**Task details**
When the line containing "the controller task." is found in the data below, copy it and each line after it through the line containing "fn unknown_run(run_id: &str)", exactly and with no others.

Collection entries
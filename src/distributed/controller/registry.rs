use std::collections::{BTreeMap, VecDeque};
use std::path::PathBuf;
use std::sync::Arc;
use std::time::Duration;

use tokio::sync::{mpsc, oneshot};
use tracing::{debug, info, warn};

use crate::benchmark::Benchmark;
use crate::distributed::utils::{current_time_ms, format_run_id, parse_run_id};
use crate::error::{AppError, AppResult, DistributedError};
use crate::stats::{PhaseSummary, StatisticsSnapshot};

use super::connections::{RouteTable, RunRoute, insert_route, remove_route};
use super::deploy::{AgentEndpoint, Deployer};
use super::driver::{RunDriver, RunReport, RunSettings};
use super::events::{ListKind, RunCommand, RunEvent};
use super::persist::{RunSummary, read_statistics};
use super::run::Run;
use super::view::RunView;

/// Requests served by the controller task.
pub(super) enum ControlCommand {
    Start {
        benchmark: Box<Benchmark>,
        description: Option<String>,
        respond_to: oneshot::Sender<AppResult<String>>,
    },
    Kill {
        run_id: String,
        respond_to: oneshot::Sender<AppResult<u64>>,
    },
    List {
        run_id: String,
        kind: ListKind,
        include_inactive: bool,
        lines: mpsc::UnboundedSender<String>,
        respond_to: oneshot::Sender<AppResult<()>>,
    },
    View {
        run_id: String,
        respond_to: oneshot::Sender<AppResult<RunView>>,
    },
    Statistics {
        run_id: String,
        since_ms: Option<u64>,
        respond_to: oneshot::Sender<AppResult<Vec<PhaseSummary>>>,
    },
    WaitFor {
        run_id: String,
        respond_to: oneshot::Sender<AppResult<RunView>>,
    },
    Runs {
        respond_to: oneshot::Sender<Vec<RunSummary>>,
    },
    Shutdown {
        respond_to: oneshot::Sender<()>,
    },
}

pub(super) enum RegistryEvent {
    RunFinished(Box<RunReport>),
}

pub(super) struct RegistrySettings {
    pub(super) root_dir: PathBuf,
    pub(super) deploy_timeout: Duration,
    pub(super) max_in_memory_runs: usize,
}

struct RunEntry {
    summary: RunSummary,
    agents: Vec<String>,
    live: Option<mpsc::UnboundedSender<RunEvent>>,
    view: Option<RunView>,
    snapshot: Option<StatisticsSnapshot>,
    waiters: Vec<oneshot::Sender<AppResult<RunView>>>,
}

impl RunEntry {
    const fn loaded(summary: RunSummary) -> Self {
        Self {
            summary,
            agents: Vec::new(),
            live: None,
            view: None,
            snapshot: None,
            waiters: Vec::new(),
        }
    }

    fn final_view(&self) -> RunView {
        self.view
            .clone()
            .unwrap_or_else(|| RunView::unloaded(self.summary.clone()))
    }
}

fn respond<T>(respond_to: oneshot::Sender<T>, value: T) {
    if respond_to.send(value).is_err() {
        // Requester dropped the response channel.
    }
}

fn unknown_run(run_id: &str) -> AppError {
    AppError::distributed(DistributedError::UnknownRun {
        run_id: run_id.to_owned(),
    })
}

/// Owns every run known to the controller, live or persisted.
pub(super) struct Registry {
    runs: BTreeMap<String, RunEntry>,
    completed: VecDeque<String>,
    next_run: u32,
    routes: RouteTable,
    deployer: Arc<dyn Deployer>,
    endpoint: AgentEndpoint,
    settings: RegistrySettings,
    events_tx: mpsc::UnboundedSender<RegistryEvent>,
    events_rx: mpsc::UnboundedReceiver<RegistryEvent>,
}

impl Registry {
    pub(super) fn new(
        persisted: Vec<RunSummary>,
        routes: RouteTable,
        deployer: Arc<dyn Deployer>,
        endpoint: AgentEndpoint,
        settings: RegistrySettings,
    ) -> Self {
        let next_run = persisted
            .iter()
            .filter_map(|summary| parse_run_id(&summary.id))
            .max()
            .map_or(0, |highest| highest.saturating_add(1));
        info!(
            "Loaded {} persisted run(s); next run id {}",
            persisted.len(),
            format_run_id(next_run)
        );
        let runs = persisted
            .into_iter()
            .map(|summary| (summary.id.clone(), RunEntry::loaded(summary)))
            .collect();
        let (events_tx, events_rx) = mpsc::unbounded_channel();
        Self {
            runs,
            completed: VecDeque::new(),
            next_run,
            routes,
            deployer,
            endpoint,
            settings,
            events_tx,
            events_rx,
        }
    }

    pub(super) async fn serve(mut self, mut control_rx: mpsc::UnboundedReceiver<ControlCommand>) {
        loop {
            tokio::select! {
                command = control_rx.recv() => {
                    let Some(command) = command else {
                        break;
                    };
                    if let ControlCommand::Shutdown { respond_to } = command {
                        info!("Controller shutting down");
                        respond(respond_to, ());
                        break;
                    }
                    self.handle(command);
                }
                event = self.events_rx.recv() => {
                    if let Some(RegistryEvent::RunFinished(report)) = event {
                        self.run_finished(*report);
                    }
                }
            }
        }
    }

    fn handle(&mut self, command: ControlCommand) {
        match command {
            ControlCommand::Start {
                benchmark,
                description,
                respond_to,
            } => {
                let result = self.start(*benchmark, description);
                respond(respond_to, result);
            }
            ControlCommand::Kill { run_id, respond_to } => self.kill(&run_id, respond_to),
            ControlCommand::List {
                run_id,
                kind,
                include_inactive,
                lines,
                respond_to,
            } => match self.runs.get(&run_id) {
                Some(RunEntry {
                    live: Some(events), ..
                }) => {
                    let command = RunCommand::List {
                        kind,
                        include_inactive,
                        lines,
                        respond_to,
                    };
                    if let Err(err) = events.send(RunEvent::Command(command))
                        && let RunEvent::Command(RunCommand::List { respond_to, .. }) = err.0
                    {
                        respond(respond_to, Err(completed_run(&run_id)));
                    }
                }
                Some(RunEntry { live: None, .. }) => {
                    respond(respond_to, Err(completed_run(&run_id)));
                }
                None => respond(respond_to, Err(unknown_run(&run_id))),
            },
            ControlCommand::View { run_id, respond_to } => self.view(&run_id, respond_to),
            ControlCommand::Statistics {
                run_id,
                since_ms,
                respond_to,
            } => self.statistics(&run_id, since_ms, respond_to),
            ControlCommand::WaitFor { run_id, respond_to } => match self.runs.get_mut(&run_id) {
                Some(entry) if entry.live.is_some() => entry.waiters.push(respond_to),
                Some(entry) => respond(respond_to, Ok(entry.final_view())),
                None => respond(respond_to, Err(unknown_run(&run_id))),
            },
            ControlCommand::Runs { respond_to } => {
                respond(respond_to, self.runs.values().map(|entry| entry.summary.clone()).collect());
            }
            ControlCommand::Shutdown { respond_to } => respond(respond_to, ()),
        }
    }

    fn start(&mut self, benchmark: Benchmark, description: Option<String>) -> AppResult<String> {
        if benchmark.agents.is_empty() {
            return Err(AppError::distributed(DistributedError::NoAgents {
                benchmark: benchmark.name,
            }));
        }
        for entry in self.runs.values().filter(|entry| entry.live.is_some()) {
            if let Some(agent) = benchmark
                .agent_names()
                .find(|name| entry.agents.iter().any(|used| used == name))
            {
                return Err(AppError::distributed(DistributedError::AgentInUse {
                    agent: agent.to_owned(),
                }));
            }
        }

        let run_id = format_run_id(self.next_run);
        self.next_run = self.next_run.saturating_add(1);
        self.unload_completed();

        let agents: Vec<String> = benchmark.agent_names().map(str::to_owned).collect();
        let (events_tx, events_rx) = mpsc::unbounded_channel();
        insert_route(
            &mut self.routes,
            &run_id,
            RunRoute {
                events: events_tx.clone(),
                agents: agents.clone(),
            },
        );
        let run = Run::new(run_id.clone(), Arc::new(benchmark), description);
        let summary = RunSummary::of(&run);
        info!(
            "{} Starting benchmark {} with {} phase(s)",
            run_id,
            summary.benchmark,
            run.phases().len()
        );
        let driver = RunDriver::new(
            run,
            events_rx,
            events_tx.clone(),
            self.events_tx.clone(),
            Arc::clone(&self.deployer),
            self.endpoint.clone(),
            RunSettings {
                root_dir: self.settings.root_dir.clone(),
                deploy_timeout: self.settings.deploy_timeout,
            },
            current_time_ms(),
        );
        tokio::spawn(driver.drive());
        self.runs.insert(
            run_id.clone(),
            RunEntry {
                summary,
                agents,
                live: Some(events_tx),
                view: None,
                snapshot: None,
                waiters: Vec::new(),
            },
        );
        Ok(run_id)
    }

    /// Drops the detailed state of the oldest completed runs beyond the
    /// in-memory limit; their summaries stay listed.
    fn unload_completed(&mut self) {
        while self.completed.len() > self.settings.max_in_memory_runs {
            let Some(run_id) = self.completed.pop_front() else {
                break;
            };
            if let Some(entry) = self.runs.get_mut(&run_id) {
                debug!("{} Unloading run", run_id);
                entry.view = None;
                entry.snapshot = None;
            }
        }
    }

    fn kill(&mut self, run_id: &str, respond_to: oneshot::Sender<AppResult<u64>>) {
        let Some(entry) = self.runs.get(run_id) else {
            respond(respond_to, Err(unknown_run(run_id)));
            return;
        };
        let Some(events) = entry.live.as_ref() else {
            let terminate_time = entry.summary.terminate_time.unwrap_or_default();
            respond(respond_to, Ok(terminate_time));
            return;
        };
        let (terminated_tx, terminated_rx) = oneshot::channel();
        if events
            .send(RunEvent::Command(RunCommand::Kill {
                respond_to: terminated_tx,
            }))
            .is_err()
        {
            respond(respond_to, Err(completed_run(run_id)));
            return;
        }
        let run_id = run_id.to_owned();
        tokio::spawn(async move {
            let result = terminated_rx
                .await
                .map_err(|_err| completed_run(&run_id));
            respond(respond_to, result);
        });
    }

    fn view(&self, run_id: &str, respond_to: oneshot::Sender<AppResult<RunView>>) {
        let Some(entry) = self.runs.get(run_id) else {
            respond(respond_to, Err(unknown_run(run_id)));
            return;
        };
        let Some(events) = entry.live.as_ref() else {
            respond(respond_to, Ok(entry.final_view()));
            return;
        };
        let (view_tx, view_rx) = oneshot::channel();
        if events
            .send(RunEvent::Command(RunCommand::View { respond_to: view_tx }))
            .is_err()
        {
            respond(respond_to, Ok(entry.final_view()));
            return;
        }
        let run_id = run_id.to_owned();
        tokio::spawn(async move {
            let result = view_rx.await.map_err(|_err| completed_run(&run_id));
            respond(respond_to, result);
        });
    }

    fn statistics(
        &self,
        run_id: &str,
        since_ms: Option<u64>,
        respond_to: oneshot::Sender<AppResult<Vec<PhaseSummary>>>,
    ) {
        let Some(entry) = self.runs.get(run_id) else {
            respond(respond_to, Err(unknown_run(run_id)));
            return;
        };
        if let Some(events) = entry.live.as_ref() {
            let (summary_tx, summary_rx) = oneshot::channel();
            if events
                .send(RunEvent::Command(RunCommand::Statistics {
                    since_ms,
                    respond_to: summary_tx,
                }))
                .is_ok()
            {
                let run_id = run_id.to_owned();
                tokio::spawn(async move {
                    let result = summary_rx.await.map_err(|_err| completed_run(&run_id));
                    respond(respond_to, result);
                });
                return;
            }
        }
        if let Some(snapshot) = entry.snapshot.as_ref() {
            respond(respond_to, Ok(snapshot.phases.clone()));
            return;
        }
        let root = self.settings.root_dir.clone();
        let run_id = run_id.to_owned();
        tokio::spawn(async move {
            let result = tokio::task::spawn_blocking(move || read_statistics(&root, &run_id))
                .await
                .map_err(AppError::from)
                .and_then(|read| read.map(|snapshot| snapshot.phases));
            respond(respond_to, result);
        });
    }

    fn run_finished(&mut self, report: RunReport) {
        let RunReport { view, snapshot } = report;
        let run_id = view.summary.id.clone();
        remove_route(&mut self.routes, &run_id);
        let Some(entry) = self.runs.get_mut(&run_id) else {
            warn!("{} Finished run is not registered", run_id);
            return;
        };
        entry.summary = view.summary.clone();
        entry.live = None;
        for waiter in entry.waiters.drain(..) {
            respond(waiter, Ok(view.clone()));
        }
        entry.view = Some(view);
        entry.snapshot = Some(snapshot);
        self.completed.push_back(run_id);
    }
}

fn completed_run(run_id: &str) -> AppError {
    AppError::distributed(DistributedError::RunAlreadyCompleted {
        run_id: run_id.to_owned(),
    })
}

==

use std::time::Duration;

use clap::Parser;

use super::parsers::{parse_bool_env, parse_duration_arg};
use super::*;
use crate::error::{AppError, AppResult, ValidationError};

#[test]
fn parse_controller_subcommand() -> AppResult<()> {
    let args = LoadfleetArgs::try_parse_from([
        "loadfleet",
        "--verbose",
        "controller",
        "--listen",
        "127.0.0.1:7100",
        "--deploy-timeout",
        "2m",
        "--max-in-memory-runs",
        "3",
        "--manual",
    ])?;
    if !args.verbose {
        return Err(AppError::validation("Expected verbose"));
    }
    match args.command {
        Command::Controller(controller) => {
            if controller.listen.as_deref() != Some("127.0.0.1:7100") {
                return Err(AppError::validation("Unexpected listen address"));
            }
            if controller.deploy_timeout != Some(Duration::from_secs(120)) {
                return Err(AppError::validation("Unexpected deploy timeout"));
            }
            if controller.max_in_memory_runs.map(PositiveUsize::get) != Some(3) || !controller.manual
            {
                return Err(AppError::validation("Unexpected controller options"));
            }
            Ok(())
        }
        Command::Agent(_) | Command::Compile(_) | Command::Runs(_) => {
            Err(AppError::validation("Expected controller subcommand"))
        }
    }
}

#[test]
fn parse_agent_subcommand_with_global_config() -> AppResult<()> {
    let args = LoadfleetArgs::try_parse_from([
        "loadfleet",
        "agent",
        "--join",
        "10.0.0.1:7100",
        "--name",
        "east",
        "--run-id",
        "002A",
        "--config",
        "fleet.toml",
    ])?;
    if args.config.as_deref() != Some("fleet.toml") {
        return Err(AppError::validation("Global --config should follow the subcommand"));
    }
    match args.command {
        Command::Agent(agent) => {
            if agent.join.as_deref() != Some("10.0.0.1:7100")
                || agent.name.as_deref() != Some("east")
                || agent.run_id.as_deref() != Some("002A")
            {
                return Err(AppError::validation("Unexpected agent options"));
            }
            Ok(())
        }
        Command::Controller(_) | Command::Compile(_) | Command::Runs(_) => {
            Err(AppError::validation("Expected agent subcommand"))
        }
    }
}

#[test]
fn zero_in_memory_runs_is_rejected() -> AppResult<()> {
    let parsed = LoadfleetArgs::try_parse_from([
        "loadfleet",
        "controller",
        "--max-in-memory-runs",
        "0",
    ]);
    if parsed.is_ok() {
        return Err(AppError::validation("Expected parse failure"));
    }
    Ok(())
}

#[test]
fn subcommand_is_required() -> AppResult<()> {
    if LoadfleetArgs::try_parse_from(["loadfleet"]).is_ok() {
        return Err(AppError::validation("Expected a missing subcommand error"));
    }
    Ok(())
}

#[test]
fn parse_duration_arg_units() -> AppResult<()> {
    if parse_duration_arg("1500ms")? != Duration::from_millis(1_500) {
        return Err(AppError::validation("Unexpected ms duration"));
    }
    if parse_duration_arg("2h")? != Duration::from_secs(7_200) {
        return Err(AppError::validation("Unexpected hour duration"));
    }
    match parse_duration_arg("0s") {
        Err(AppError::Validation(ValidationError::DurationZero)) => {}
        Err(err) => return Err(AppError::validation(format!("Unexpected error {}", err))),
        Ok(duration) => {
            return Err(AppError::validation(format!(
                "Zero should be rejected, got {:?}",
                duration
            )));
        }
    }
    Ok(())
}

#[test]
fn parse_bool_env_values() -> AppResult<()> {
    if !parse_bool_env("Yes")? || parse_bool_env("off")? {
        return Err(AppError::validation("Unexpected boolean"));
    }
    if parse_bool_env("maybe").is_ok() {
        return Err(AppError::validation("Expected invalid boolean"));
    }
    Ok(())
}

**Answer space**
/// Requests served by the controller task.
pub(super) enum ControlCommand {
    Start {
        benchmark: Box<Benchmark>,
        description: Option<String>,
        respond_to: oneshot::Sender<AppResult<String>>,
    },
    Kill {
        run_id: String,
        respond_to: oneshot::Sender<AppResult<u64>>,
    },
    List {
        run_id: String,
        kind: ListKind,
        include_inactive: bool,
        lines: mpsc::UnboundedSender<String>,
        respond_to: oneshot::Sender<AppResult<()>>,
    },
    View {
        run_id: String,
        respond_to: oneshot::Sender<AppResult<RunView>>,
    },
    Statistics {
        run_id: String,
        since_ms: Option<u64>,
        respond_to: oneshot::Sender<AppResult<Vec<PhaseSummary>>>,
    },
    WaitFor {
        run_id: String,
        respond_to: oneshot::Sender<AppResult<RunView>>,
    },
    Runs {
        respond_to: oneshot::Sender<Vec<RunSummary>>,
    },
    Shutdown {
        respond_to: oneshot::Sender<()>,
    },
}

pub(super) enum RegistryEvent {
    RunFinished(Box<RunReport>),
}

pub(super) struct RegistrySettings {
    pub(super) root_dir: PathBuf,
    pub(super) deploy_timeout: Duration,
    pub(super) max_in_memory_runs: usize,
}

struct RunEntry {
    summary: RunSummary,
    agents: Vec<String>,
    live: Option<mpsc::UnboundedSender<RunEvent>>,
    view: Option<RunView>,
    snapshot: Option<StatisticsSnapshot>,
    waiters: Vec<oneshot::Sender<AppResult<RunView>>>,
}

impl RunEntry {
    const fn loaded(summary: RunSummary) -> Self {
        Self {
            summary,
            agents: Vec::new(),
            live: None,
            view: None,
            snapshot: None,
            waiters: Vec::new(),
        }
    }

    fn final_view(&self) -> RunView {
        self.view
            .clone()
            .unwrap_or_else(|| RunView::unloaded(self.summary.clone()))
    }
}

fn respond<T>(respond_to: oneshot::Sender<T>, value: T) {
    if respond_to.send(value).is_err() {
        // Requester dropped the response channel.
    }
}

fn unknown_run(run_id: &str) -> AppError {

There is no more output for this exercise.